WHAT YOU WILL DO | In the entries below, find the line containing "filename crates/dstc/src/frame.rs" and the line containing "fn next(&mut self)". Copy those two lines and everything between them exactly, and only that.

DATASET RECORDS |
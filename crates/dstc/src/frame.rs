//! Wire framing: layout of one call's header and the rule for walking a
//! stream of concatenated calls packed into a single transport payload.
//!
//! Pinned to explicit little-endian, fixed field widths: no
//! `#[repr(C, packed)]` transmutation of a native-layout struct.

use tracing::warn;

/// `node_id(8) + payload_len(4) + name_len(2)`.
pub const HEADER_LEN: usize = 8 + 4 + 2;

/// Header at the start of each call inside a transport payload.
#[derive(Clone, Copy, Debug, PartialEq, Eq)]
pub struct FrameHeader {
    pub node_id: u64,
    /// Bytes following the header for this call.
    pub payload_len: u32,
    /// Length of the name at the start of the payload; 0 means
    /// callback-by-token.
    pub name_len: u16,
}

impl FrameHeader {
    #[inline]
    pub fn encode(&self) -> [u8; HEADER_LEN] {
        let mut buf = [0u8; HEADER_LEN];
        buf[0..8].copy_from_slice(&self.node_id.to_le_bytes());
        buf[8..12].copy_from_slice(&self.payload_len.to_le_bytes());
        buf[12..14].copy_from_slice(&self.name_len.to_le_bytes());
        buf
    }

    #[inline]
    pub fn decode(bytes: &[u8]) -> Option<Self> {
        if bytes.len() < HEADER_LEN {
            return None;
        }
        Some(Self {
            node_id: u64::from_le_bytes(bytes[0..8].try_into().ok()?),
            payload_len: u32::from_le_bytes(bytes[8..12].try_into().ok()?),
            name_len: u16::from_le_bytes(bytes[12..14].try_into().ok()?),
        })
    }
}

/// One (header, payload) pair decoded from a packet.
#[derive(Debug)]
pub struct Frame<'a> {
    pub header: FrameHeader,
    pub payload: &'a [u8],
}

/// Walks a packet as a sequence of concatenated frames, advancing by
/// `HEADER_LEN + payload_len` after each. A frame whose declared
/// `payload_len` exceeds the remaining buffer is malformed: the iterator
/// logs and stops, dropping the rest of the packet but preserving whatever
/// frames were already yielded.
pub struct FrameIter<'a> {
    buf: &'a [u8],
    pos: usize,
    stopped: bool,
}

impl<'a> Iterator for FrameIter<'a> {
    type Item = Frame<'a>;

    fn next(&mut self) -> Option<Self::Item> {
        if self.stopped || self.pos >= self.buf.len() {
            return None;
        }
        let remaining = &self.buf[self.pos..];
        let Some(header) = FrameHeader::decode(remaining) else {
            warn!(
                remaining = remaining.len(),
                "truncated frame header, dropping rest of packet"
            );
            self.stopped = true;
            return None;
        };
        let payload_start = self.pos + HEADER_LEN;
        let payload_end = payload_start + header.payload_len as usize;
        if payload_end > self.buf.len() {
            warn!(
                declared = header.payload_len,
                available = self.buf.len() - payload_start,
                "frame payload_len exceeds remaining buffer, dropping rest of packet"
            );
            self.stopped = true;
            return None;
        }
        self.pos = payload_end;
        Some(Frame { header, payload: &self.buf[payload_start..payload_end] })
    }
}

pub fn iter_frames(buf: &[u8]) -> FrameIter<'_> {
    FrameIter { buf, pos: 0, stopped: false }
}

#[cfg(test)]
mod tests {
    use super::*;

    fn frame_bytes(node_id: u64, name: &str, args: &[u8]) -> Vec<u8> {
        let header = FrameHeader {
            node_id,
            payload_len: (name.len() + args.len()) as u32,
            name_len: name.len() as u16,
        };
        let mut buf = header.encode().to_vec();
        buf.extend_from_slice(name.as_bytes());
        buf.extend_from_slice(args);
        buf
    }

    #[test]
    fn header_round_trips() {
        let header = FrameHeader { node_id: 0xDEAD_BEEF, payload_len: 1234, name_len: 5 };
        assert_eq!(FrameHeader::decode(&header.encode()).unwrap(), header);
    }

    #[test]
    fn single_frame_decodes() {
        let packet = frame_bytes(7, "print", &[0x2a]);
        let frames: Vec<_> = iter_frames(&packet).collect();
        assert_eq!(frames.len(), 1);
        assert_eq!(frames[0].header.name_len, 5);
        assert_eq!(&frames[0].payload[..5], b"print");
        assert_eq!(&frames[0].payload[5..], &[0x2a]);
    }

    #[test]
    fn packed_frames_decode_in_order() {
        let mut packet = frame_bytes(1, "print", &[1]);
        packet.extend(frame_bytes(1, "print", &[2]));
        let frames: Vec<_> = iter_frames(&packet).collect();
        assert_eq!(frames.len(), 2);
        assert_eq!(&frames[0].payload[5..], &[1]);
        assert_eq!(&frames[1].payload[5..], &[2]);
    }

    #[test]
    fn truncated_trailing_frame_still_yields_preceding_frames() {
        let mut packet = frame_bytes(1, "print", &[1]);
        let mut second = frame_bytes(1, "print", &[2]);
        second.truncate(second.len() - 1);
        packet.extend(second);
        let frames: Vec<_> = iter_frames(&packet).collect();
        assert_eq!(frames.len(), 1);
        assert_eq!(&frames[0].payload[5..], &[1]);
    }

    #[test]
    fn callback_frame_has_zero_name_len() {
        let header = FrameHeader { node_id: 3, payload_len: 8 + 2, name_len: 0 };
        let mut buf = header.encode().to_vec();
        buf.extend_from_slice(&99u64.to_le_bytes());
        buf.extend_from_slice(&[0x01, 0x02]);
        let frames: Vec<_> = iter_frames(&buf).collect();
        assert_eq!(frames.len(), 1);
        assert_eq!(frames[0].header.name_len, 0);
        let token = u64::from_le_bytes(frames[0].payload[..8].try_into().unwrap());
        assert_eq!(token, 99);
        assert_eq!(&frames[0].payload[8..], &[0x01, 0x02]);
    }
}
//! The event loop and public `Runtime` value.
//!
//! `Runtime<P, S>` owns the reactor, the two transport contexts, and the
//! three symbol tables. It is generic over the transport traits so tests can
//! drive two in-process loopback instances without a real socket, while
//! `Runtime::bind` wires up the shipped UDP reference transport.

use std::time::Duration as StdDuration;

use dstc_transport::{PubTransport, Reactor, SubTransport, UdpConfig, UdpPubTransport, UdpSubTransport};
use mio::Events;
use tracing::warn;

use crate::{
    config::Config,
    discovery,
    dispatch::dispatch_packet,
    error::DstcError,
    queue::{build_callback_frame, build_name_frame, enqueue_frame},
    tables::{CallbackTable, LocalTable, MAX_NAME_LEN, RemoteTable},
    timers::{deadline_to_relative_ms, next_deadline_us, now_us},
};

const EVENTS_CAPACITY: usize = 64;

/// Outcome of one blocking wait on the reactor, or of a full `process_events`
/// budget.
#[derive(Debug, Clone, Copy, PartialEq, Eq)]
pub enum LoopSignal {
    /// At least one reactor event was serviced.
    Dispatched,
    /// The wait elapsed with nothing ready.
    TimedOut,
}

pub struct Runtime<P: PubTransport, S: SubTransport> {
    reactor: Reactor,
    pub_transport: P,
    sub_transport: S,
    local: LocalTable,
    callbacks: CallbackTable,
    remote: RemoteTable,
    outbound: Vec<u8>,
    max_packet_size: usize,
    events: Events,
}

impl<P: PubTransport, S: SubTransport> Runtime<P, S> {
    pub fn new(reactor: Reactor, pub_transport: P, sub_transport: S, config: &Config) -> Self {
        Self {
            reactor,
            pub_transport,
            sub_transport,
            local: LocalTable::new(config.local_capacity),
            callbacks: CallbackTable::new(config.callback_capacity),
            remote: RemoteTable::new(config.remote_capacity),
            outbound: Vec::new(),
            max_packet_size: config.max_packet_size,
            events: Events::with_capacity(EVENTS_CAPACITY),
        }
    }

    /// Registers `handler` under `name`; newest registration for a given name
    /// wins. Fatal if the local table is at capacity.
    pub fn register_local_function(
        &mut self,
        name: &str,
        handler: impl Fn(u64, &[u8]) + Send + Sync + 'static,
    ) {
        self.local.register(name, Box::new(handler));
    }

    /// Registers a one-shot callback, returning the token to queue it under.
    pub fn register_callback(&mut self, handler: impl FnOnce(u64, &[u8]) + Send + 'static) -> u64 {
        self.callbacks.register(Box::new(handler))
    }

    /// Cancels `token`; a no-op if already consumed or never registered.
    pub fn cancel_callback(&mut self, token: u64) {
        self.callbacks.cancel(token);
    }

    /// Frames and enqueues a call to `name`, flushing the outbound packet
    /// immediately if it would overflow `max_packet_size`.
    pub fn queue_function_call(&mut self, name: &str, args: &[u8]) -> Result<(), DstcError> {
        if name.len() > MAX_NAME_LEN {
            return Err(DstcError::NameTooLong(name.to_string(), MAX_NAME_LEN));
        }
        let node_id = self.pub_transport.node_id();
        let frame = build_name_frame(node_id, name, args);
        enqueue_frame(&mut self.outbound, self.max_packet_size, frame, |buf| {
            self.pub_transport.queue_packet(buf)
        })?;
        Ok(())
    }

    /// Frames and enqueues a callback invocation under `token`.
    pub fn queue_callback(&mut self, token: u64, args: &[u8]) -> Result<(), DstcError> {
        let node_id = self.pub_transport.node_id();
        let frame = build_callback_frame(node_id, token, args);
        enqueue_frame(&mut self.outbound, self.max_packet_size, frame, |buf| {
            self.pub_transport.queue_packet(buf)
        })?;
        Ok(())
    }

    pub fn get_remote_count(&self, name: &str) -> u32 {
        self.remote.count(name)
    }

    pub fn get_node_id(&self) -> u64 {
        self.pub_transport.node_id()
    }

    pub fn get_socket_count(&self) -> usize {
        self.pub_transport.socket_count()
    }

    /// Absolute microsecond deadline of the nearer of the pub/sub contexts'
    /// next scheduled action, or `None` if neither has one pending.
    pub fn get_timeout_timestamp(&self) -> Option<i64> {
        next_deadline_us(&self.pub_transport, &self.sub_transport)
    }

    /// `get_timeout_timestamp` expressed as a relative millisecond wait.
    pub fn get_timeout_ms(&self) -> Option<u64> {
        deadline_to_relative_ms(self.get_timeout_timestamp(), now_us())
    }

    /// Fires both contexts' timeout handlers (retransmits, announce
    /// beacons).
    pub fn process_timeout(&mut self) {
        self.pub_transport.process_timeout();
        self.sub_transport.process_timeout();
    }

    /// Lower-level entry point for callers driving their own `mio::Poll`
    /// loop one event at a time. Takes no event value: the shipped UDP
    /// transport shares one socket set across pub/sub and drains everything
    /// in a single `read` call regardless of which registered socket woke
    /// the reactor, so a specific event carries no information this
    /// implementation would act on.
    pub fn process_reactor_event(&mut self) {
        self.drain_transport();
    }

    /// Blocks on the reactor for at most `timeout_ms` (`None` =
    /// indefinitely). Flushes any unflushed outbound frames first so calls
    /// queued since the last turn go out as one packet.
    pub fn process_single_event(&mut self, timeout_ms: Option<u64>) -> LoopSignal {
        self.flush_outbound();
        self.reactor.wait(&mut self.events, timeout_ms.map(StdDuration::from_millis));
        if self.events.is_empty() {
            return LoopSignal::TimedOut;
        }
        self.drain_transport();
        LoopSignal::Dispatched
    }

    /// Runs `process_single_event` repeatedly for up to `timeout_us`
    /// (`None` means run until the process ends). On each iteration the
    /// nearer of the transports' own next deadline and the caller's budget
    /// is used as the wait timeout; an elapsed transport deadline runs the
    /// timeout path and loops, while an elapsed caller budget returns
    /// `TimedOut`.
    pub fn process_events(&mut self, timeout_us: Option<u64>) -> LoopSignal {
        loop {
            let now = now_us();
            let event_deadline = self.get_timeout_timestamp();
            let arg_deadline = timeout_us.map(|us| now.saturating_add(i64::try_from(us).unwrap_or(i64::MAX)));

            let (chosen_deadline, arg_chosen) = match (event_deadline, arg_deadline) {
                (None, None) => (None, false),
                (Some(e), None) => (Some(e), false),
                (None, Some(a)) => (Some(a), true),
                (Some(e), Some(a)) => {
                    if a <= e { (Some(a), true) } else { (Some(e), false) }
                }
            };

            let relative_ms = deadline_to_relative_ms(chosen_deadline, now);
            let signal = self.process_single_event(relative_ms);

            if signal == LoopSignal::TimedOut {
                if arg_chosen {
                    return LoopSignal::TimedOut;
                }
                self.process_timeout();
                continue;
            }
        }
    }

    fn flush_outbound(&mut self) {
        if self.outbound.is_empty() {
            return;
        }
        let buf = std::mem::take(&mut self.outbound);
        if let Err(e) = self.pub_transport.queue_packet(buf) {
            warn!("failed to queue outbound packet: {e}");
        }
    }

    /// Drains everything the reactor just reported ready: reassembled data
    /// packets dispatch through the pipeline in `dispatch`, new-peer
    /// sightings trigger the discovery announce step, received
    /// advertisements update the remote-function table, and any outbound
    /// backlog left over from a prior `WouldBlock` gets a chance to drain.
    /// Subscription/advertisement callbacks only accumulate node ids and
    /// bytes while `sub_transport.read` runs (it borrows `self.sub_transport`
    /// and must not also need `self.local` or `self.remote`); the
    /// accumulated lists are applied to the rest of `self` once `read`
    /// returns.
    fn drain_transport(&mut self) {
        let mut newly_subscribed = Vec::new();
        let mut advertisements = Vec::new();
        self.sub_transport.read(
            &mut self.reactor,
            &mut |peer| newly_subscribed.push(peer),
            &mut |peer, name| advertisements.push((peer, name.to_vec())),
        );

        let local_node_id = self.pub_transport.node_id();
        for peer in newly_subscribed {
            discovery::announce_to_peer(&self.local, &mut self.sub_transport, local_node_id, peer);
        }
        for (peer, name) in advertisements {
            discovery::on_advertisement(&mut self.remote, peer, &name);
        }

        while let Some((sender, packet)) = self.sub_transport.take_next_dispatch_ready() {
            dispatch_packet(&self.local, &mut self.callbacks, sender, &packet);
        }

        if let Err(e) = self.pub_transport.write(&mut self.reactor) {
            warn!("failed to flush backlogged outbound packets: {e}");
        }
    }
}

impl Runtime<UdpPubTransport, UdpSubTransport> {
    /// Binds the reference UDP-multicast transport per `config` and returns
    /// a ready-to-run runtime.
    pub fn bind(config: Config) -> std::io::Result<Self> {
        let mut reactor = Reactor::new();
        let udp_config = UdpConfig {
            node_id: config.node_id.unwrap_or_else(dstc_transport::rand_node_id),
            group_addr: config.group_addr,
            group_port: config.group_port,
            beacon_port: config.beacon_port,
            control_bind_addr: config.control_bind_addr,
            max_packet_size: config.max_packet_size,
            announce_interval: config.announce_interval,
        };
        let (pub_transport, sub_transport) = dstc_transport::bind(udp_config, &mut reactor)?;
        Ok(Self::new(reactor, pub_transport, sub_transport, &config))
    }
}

* * *

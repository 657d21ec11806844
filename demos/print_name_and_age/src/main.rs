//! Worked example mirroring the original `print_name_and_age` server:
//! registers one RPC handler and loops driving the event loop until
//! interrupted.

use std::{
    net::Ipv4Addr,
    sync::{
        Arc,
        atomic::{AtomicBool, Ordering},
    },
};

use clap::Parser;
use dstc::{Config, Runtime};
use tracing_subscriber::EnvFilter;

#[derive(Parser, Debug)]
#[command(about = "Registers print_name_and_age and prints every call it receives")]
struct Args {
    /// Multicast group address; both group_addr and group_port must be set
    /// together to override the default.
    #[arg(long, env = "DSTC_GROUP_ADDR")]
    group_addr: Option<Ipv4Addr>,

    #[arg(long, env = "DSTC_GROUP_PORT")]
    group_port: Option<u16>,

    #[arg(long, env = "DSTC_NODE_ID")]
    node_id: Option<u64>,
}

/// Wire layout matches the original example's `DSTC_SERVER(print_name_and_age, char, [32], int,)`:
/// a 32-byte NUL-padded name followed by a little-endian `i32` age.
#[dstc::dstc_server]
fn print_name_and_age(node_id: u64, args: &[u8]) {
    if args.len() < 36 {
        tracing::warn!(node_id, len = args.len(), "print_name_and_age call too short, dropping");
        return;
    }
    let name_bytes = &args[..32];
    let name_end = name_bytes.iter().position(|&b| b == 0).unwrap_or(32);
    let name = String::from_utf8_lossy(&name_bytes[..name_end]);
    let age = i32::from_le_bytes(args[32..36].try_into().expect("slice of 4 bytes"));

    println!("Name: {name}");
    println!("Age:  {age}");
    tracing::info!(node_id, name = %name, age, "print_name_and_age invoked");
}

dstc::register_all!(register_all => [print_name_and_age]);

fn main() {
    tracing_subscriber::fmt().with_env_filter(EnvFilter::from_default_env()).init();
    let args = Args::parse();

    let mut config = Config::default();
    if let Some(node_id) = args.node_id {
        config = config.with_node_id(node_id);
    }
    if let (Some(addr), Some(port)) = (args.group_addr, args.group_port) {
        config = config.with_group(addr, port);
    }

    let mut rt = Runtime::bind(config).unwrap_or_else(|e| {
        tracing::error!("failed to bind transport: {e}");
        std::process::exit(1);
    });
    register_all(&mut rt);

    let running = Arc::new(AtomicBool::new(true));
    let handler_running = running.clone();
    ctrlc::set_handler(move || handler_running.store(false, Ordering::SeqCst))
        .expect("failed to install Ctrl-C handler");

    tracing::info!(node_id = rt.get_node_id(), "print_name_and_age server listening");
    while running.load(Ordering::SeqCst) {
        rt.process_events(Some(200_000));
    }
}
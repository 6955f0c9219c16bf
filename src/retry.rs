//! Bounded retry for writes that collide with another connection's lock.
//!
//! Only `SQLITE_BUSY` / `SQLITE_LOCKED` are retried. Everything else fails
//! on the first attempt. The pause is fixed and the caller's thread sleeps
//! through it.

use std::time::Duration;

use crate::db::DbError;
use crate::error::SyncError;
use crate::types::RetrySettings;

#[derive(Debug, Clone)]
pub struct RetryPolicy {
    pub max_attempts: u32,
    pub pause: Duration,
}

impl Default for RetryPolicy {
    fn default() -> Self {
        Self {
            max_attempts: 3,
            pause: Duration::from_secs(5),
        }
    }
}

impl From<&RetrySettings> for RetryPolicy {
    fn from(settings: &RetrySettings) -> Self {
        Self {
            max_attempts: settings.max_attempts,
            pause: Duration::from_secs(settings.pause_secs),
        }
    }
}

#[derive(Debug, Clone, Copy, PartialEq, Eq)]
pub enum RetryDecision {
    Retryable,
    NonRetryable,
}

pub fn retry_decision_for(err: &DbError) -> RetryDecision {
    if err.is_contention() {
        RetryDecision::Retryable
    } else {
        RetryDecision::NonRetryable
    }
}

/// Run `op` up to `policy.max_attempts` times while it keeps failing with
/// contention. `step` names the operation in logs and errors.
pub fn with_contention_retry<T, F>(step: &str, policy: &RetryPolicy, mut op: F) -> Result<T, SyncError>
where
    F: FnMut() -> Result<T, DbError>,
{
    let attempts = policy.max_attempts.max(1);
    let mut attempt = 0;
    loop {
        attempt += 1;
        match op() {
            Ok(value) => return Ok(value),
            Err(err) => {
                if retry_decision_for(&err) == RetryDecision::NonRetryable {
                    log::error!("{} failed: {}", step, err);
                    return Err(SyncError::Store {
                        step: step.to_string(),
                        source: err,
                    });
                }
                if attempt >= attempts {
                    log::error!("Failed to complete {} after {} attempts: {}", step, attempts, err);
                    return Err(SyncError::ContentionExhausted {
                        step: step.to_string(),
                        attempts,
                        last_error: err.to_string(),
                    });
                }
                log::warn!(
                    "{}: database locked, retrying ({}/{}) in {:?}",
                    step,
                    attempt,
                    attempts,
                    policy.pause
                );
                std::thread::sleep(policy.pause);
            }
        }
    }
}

RESPONSE TO THIS TASK |
filename crates/dstc/src/frame.rs
//! Wire framing: layout of one call's header and the rule for walking a
//! stream of concatenated calls packed into a single transport payload.
//!
//! Pinned to explicit little-endian, fixed field widths: no
//! `#[repr(C, packed)]` transmutation of a native-layout struct.

use tracing::warn;

/// `node_id(8) + payload_len(4) + name_len(2)`.
pub const HEADER_LEN: usize = 8 + 4 + 2;

/// Header at the start of each call inside a transport payload.
#[derive(Clone, Copy, Debug, PartialEq, Eq)]
pub struct FrameHeader {
    pub node_id: u64,
    /// Bytes following the header for this call.
    pub payload_len: u32,
    /// Length of the name at the start of the payload; 0 means
    /// callback-by-token.
    pub name_len: u16,
}

impl FrameHeader {
    #[inline]
    pub fn encode(&self) -> [u8; HEADER_LEN] {
        let mut buf = [0u8; HEADER_LEN];
        buf[0..8].copy_from_slice(&self.node_id.to_le_bytes());
        buf[8..12].copy_from_slice(&self.payload_len.to_le_bytes());
        buf[12..14].copy_from_slice(&self.name_len.to_le_bytes());
        buf
    }

    #[inline]
    pub fn decode(bytes: &[u8]) -> Option<Self> {
        if bytes.len() < HEADER_LEN {
            return None;
        }
        Some(Self {
            node_id: u64::from_le_bytes(bytes[0..8].try_into().ok()?),
            payload_len: u32::from_le_bytes(bytes[8..12].try_into().ok()?),
            name_len: u16::from_le_bytes(bytes[12..14].try_into().ok()?),
        })
    }
}

/// One (header, payload) pair decoded from a packet.
#[derive(Debug)]
pub struct Frame<'a> {
    pub header: FrameHeader,
    pub payload: &'a [u8],
}

/// Walks a packet as a sequence of concatenated frames, advancing by
/// `HEADER_LEN + payload_len` after each. A frame whose declared
/// `payload_len` exceeds the remaining buffer is malformed: the iterator
/// logs and stops, dropping the rest of the packet but preserving whatever
/// frames were already yielded.
pub struct FrameIter<'a> {
    buf: &'a [u8],
    pos: usize,
    stopped: bool,
}

impl<'a> Iterator for FrameIter<'a> {
    type Item = Frame<'a>;

    fn next(&mut self) -> Option<Self::Item> {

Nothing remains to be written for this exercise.